By Richard Read www.oregonlive.com
At least one Oregon exporter defied gravity in 2009, getting its products a half mile in the sky above Dubai during a year when the state’s foreign sales sank.
Workers at Warm Springs Composite Products mixed a patented brew of earth, fiberglass and recycled newspaper to make fire-resistant-rated door parts for the Burj Khalifa, which opened recently as the world’s tallest building.
The components reached the Persian Gulf emirate via Malaysia, where workers completed the doors. They earned the company on the Warm Springs Indian Reservation more than $1 million. But Jacob Coochise, the central Oregon venture’s global business development director, says the doors’ presence in the 2,717-foot Burj makes them worth far more.
“It was a big job that did a lot for us,” Coochise says. “For us to be able to say we supplied the material for that particular project carries a lot of weight.”
Exports tend to support relatively high-paid jobs and can generate sales when U.S. markets slow. President Barack Obama pledged in his State of the Union speech to double U.S. export growth during the next five years, which he said could create 2 million jobs.
Trade experts doubt the goal can be reached unless China dramatically appreciates its currency, the global economy surges and the United States gives tax breaks to exporters and relaxes controls on shipments of military goods.
In Oregon, exports declined 23 percent in 2009 to $14.9 billion due to the global recession. But the improbable international success of the door business owned by the Confederated Tribes of Warm Springs gives grounds for hope.
Scott Goddin, director of the U.S. Commerce Department export-assistance center in Portland, says the Obama administration has requested budget increases for the U.S. Commercial Service and other agencies that support exports.
Goddin’s agency, and state economic-development officials, helped Warm Springs get started abroad. “But it really does take somebody who’s aggressively entrepreneurial,” Goddin says, “to identify and pursue opportunities like this one.”
Warm Springs Composite Products, founded in 1993, claims to be the nation’s leading supplier of fire-rated door and frame components.
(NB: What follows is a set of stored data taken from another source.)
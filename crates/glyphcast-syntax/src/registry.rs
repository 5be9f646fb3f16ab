//! Language registry.
//!
//! Maps language names and file extensions to shared rule sets. A language
//! whose rules fail to load is registered as plain text and a warning is
//! logged, so a broken rule file never stops text from rendering.

use std::collections::HashMap;
use std::path::Path;
use std::sync::Arc;

use tracing::{info, warn};

use crate::error::SyntaxResult;
use crate::rules::RuleSet;

const PYTHON_RULES: &str = include_str!("languages/python.json");
const RUST_RULES: &str = include_str!("languages/rust.json");

/// Shared lookup of rule sets by language name and file extension.
#[derive(Debug, Clone)]
pub struct LanguageRegistry {
    languages: HashMap<String, Arc<RuleSet>>,
    extensions: HashMap<String, String>,
    plain: Arc<RuleSet>,
}

impl LanguageRegistry {
    /// Create a registry that only knows plain text.
    pub fn new() -> Self {
        Self {
            languages: HashMap::new(),
            extensions: HashMap::new(),
            plain: Arc::new(RuleSet::plain()),
        }
    }

    /// Create a registry with the bundled languages (Python, Rust).
    pub fn with_builtins() -> Self {
        let mut registry = Self::new();
        registry.load_or_plain("python", RuleSet::from_json(PYTHON_RULES));
        registry.load_or_plain("rust", RuleSet::from_json(RUST_RULES));
        registry
    }

    /// Register a rule set under its own name and extensions.
    ///
    /// Registering a name twice replaces the earlier rule set.
    pub fn register(&mut self, rules: RuleSet) -> Arc<RuleSet> {
        let rules = Arc::new(rules);
        let name = rules.name().to_string();

        for ext in rules.extensions() {
            self.extensions
                .insert(ext.trim_start_matches('.').to_ascii_lowercase(), name.clone());
        }

        info!(
            target: "glyphcast_syntax::registry",
            language = name,
            extensions = rules.extensions().len(),
            "registered language"
        );

        self.languages.insert(name, Arc::clone(&rules));
        rules
    }

    /// Register a loaded rule set, or plain text under `name` if loading failed.
    pub fn load_or_plain(&mut self, name: &str, loaded: SyntaxResult<RuleSet>) -> Arc<RuleSet> {
        match loaded {
            Ok(rules) => self.register(rules),
            Err(err) => {
                warn!(
                    target: "glyphcast_syntax::registry",
                    language = name,
                    rule = ?err.rule_index(),
                    error = %err,
                    "failed to load rule set, falling back to plain text"
                );
                let plain = Arc::clone(&self.plain);
                self.languages.insert(name.to_string(), Arc::clone(&plain));
                plain
            }
        }
    }

    /// Load a rule set file and register it, falling back to plain text.
    ///
    /// The language is named by the file stem when loading fails.
    pub fn load_file(&mut self, path: impl AsRef<Path>) -> Arc<RuleSet> {
        let path = path.as_ref();
        let stem = path
            .file_stem()
            .map(|s| s.to_string_lossy().into_owned())
            .unwrap_or_else(|| "plain".to_string());
        self.load_or_plain(&stem, RuleSet::from_file(path))
    }

    /// Look up a language by name.
    pub fn get(&self, name: &str) -> Option<Arc<RuleSet>> {
        self.languages.get(name).cloned()
    }

    /// Look up a language by file extension (with or without a leading dot).
    pub fn by_extension(&self, ext: &str) -> Option<Arc<RuleSet>> {
        let ext = ext.trim_start_matches('.').to_ascii_lowercase();
        self.extensions.get(&ext).and_then(|name| self.get(name))
    }

    /// Rule set for a file path, plain text when the extension is unknown.
    pub fn for_path(&self, path: impl AsRef<Path>) -> Arc<RuleSet> {
        path.as_ref()
            .extension()
            .and_then(|ext| self.by_extension(&ext.to_string_lossy()))
            .unwrap_or_else(|| self.plain())
    }

    /// The shared plain-text rule set.
    pub fn plain(&self) -> Arc<RuleSet> {
        Arc::clone(&self.plain)
    }

    /// Names of all registered languages, sorted.
    pub fn names(&self) -> Vec<&str> {
        let mut names: Vec<&str> = self.languages.keys().map(String::as_str).collect();
        names.sort_unstable();
        names
    }
}

impl Default for LanguageRegistry {
    fn default() -> Self {
        Self::with_builtins()
    }
}

#[cfg(test)]
mod tests {
    use super::*;
    use crate::error::SyntaxError;

    #[test]
    fn builtins_load() {
        let registry = LanguageRegistry::with_builtins();
        assert_eq!(registry.names(), vec!["python", "rust"]);

        let python = registry.get("python").unwrap();
        assert!(!python.is_plain());
        assert!(python.format_id("keyword").is_some());

        let rust = registry.get("rust").unwrap();
        assert!(!rust.is_plain());
    }

    #[test]
    fn extension_lookup() {
        let registry = LanguageRegistry::with_builtins();
        assert_eq!(registry.by_extension("py").unwrap().name(), "python");
        assert_eq!(registry.by_extension(".RS").unwrap().name(), "rust");
        assert!(registry.by_extension("txt").is_none());

        assert_eq!(registry.for_path("src/main.rs").name(), "rust");
        assert!(registry.for_path("notes.txt").is_plain());
        assert!(registry.for_path("Makefile").is_plain());
    }

    #[test]
    fn failed_load_falls_back_to_plain() {
        let mut registry = LanguageRegistry::new();
        let loaded = RuleSet::builder("broken")
            .format("kw", Default::default())
            .rule("(", "kw")
            .build();
        assert!(matches!(loaded, Err(SyntaxError::InvalidPattern { .. })));

        let rules = registry.load_or_plain("broken", loaded);
        assert!(rules.is_plain());
        assert!(registry.get("broken").unwrap().is_plain());
    }

    #[test]
    fn missing_file_falls_back_to_plain() {
        let mut registry = LanguageRegistry::new();
        let rules = registry.load_file("/nonexistent/glyphcast/lua.json");
        assert!(rules.is_plain());
        assert!(registry.get("lua").is_some());
    }
}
The company’s 55 jobs make a dent in a reservation unemployment rate that hovers above 60 percent, according to tribal officials.
Until six years ago, foreign sales accounted for 1 percent of the company’s business. Exports now make up about a third of its $8 million in annual sales, which have grown during each of the past five years.
Warm Springs exports to China, Southeast Asia and Europe. The Bahrain World Trade Center and the Bellagio Las Vegas hotel complex feature its door products.
Coochise says companies interested in exporting should determine which of their products are marketable abroad and try selling one or two items at first. His company is eyeing India, where he says new fire regulations and enforcement create the kind of opportunities that opened Dubai a decade ago.
Workers at Warm Springs Composite Products — 85 percent of whom are tribal members, or married into the tribes — don’t manufacture the doors and frames. They make products including Tectonite, a dense compound that goes inside doors. Much of the raw material is mined in Nevada.
In this case, the workers shipped the base component and core material to a Malaysian plant, which applied wooden skins and edge bands, machining and finishing the doors.
“I think it was over 3,000 door sets,” Coochise says. “There’s a lot of openings in that building.”
Warm Springs landed the job primarily because the Burj Khalifa’s architect was based in the United States, meaning they required U.S-certified products. But the company also produces material for doors to pass British certification.
The $1.5 billion Burj rises more than 1,000 feet higher than the world’s next-tallest building, the Taipei 101 tower in Taiwan. The Dubai skyscraper, with 160 habitable floors, opened in January.
“I’ve been up somewhere around the 40th floor,” says Coochise, who spent May and June last year working in Dubai. “At that time they were still putting up the cladding, so you actually couldn’t see out.”
He did visit an observation post on a nearby 63-story tower. “You look straight across,” he says, “and there’s the Burj. But you’re not even halfway up.”
Coochise, 36, a tribal member, has helped the Warm Springs company add new products during almost 13 years working there. Next the company plans to add fire-rated, bulletproof doors.
Coochise plans a business trip soon to India and to Jordan, where a manufacturer will start making doors using Warm Springs material.
He’ll also visit Dubai, where the company has a sales office. It’s a long way from the Warm Springs reservation. As Coochise says, “most places are.”
Coochise is not afraid of heights. But he doesn’t plan to stay in the Burj’s hotel.
“It might be a little more than my budget will allow,” Coochise says. “I definitely want to go back and at least go up on the observation deck and take a look.”